87 By letter dated 26 February 2001 (Exhibit 10) the Commission refused legal aid on the ground that the applicant had not provided enough information to enable it to decide whether or not his case was likely to succeed. It was pointed out that a grant of legal aid could not be considered further until the requested information was given. The applicant maintained in evidence that he had in fact provided all the information sought of him by the Commission.

88 On 1 March 2001 the applicant wrote to the Commission (Exhibit 11) indicating that he had mentioned to a Legal Aid representative at the prison that he did intend to forward further information to support his application but since then further "ancillary matters" had occurred. (In evidence he said the further information there referred to related to a vehicle which was leased by a company in New South Wales of which he was a director). He went on to write that:


    "Over the past 16 months of my incarceration I have borrowed a substantial amount of money from family, friends and ex-employers to fund legal representation. That money was lent to me with the firm belief that I would be granted bail, and therefore able to work and repay those debts. Unfortunately as I have since established, bail in Western Australia is not an option for a New South Welshman with tenuous links to this State.

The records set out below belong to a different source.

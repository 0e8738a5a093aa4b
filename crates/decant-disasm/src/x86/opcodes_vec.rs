//! VEX and EVEX template tables.
//!
//! Unlike the legacy maps, vector instructions are stored as flat sorted
//! slices keyed by `(map, opcode, pp)`. Several templates can share a key;
//! they are told apart by the vector length, `W` and whether ModRM selects a
//! register or memory operand.

use decant_core::MemorySize;

use super::opcodes::{OpcodeMap, Template};

/// Vector length a template accepts.
#[derive(Debug, Clone, Copy, PartialEq, Eq)]
pub enum VecLen {
    L128,
    L256,
    L512,
    /// Length ignored
    Lig,
}

impl VecLen {
    fn accepts(self, l: u8) -> bool {
        match self {
            Self::L128 => l == 0,
            Self::L256 => l == 1,
            Self::L512 => l == 2,
            Self::Lig => true,
        }
    }
}

/// `W` bit a template accepts.
#[derive(Debug, Clone, Copy, PartialEq, Eq)]
pub enum WRule {
    W0,
    W1,
    /// `W` ignored
    Wig,
}

impl WRule {
    fn accepts(self, w: bool) -> bool {
        match self {
            Self::W0 => !w,
            Self::W1 => w,
            Self::Wig => true,
        }
    }
}

/// What EVEX.b means on a register form.
#[derive(Debug, Clone, Copy, PartialEq, Eq)]
pub enum Rounding {
    None,
    /// Static rounding taken from `L'L`
    Er,
    /// Suppress all exceptions
    Sae,
}

/// Opmask support.
#[derive(Debug, Clone, Copy, PartialEq, Eq)]
pub enum MaskRule {
    /// `aaa` and `z` must be zero
    None,
    /// Merge masking only
    K1,
    /// Merge or zeroing masking
    K1z,
    /// Merge masking with a non-zero opmask
    K1Required,
}

/// Mandatory prefix field values (`pp`).
pub const NP: u8 = 0;
pub const P66: u8 = 1;
pub const PF3: u8 = 2;
pub const PF2: u8 = 3;

/// One VEX or EVEX instruction form.
#[derive(Debug, Clone, Copy)]
pub struct VecTemplate {
    pub map: OpcodeMap,
    pub opcode: u8,
    pub pp: u8,
    pub l: VecLen,
    pub w: WRule,
    pub template: Template,
    /// Memory size used when EVEX.b is set on a memory operand
    pub broadcast: Option<MemorySize>,
    pub rounding: Rounding,
    pub mask: MaskRule,
}

pub const fn vex(map: OpcodeMap, opcode: u8, pp: u8, l: VecLen, w: WRule, template: Template) -> VecTemplate {
    VecTemplate {
        map,
        opcode,
        pp,
        l,
        w,
        template,
        broadcast: None,
        rounding: Rounding::None,
        mask: MaskRule::None,
    }
}

pub const fn evex(map: OpcodeMap, opcode: u8, pp: u8, l: VecLen, w: WRule, template: Template) -> VecTemplate {
    vex(map, opcode, pp, l, w, template)
}

impl VecTemplate {
    pub const fn bcst(mut self, size: MemorySize) -> Self {
        self.broadcast = Some(size);
        self
    }

    pub const fn er(mut self) -> Self {
        self.rounding = Rounding::Er;
        self
    }

    pub const fn sae(mut self) -> Self {
        self.rounding = Rounding::Sae;
        self
    }

    pub const fn k1(mut self) -> Self {
        self.mask = MaskRule::K1;
        self
    }

    pub const fn k1z(mut self) -> Self {
        self.mask = MaskRule::K1z;
        self
    }

    pub const fn k1_required(mut self) -> Self {
        self.mask = MaskRule::K1Required;
        self
    }

    /// Returns true if the template reads `vvvv`.
    pub fn uses_vvvv(&self) -> bool {
        self.template.ops.iter().any(|op| op.uses_vvvv())
    }

    fn accepts(&self, l: u8, w: bool, reg_form: bool) -> bool {
        self.l.accepts(l)
            && self.w.accepts(w)
            && !(reg_form && self.template.mem_only)
            && !(!reg_form && self.template.reg_only)
    }
}

/// All templates of `table` registered under `(map, opcode, pp)`.
pub fn candidates(table: &'static [VecTemplate], map: OpcodeMap, opcode: u8, pp: u8) -> &'static [VecTemplate] {
    let key = (map, opcode, pp);
    let start = table.partition_point(|t| (t.map, t.opcode, t.pp) < key);
    let len = table[start..].partition_point(|t| (t.map, t.opcode, t.pp) == key);
    &table[start..start + len]
}

/// Picks the first candidate accepting the given length, `W` and operand
/// form.
pub fn select(candidates: &'static [VecTemplate], l: u8, w: bool, reg_form: bool) -> Option<&'static VecTemplate> {
    candidates.iter().find(|t| t.accepts(l, w, reg_form))
}

#[cfg(test)]
mod tests {
    use super::*;
    use crate::x86::opcodes_evex::EVEX_TABLE;
    use crate::x86::opcodes_vex::VEX_TABLE;
    use decant_core::Code;

    fn is_sorted(table: &[VecTemplate]) -> bool {
        table
            .windows(2)
            .all(|w| (w[0].map, w[0].opcode, w[0].pp) <= (w[1].map, w[1].opcode, w[1].pp))
    }

    fn code_of(t: &VecTemplate) -> Option<Code> {
        match t.template.code {
            super::super::opcodes::CodeSel::Fixed(code) => Some(code),
            _ => None,
        }
    }

    #[test]
    fn test_tables_sorted() {
        assert!(is_sorted(VEX_TABLE));
        assert!(is_sorted(EVEX_TABLE));
    }

    #[test]
    fn test_select_by_length() {
        let c = candidates(VEX_TABLE, OpcodeMap::M0F, 0x10, NP);
        assert_eq!(c.len(), 2);
        assert_eq!(select(c, 0, false, true).and_then(code_of), Some(Code::VEX_Vmovups_VX_WX));
        assert_eq!(select(c, 1, true, false).and_then(code_of), Some(Code::VEX_Vmovups_VY_WY));
    }

    #[test]
    fn test_select_by_form() {
        let c = candidates(VEX_TABLE, OpcodeMap::M0F, 0x10, PF3);
        assert_eq!(select(c, 0, false, true).and_then(code_of), Some(Code::VEX_Vmovss_VX_HX_RX));
        assert_eq!(select(c, 1, false, false).and_then(code_of), Some(Code::VEX_Vmovss_VX_M));
    }

    #[test]
    fn test_select_by_w() {
        let c = candidates(EVEX_TABLE, OpcodeMap::M0F, 0x6F, P66);
        assert_eq!(select(c, 2, false, true).and_then(code_of), Some(Code::EVEX_Vmovdqa32_VZ_k1z_WZ));
        assert_eq!(select(c, 2, true, true).and_then(code_of), Some(Code::EVEX_Vmovdqa64_VZ_k1z_WZ));
        assert!(select(c, 3, true, true).is_none());
    }

    #[test]
    fn test_missing_key() {
        assert!(candidates(VEX_TABLE, OpcodeMap::M0F, 0x00, NP).is_empty());
        assert!(candidates(EVEX_TABLE, OpcodeMap::M0F3A, 0xFF, PF2).is_empty());
    }

    #[test]
    fn test_evex_attributes() {
        let c = candidates(EVEX_TABLE, OpcodeMap::M0F, 0x58, NP);
        let zmm = select(c, 2, false, true).expect("vaddps zmm");
        assert_eq!(zmm.rounding, Rounding::Er);
        assert_eq!(zmm.mask, MaskRule::K1z);
        assert_eq!(zmm.broadcast, Some(MemorySize::Broadcast512_Float32));
        let xmm = select(c, 0, false, false).expect("vaddps xmm");
        assert_eq!(xmm.rounding, Rounding::None);
    }

    #[test]
    fn test_gather_templates() {
        let c = candidates(EVEX_TABLE, OpcodeMap::M0F38, 0x90, P66);
        let dq = select(c, 2, true, false).expect("vpgatherdq zmm");
        assert_eq!(code_of(dq), Some(Code::EVEX_Vpgatherdq_VZ_k1_Vm32y));
        assert_eq!(dq.mask, MaskRule::K1Required);
        assert_eq!(dq.template.vsib_index(), Some(decant_core::Register::YMM0));
        assert!(dq.template.mem_only);
        assert!(select(c, 2, true, true).is_none());

        let c = candidates(VEX_TABLE, OpcodeMap::M0F38, 0x91, P66);
        let qd = select(c, 1, false, false).expect("vpgatherqd ymm index");
        assert_eq!(code_of(qd), Some(Code::VEX_Vpgatherqd_VX_Vm64y_HX));
        assert_eq!(qd.template.vsib_index(), Some(decant_core::Register::YMM0));
    }
}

    Nevertheless, I have again begged those previous considerate family members, friends and ex-employers to please extend my credit to obtain legal representation. Only recently I received verbal conformation (sic) that some monies have been raised, but to what amount is still unknown. Therefore, I request my legal aid application be placed on hold until I can establish exactly how much money I can raise to procure counsel."


89 It was not until 13 July 2001 that he wrote again to Legal Aid (Exhibit 16) advising that his family had contributed as much as they were able and were not in a position to assist him further and so he was urgently seeking legal aid assistance for his trial on 2 October. He estimated the costs would be some $315,000.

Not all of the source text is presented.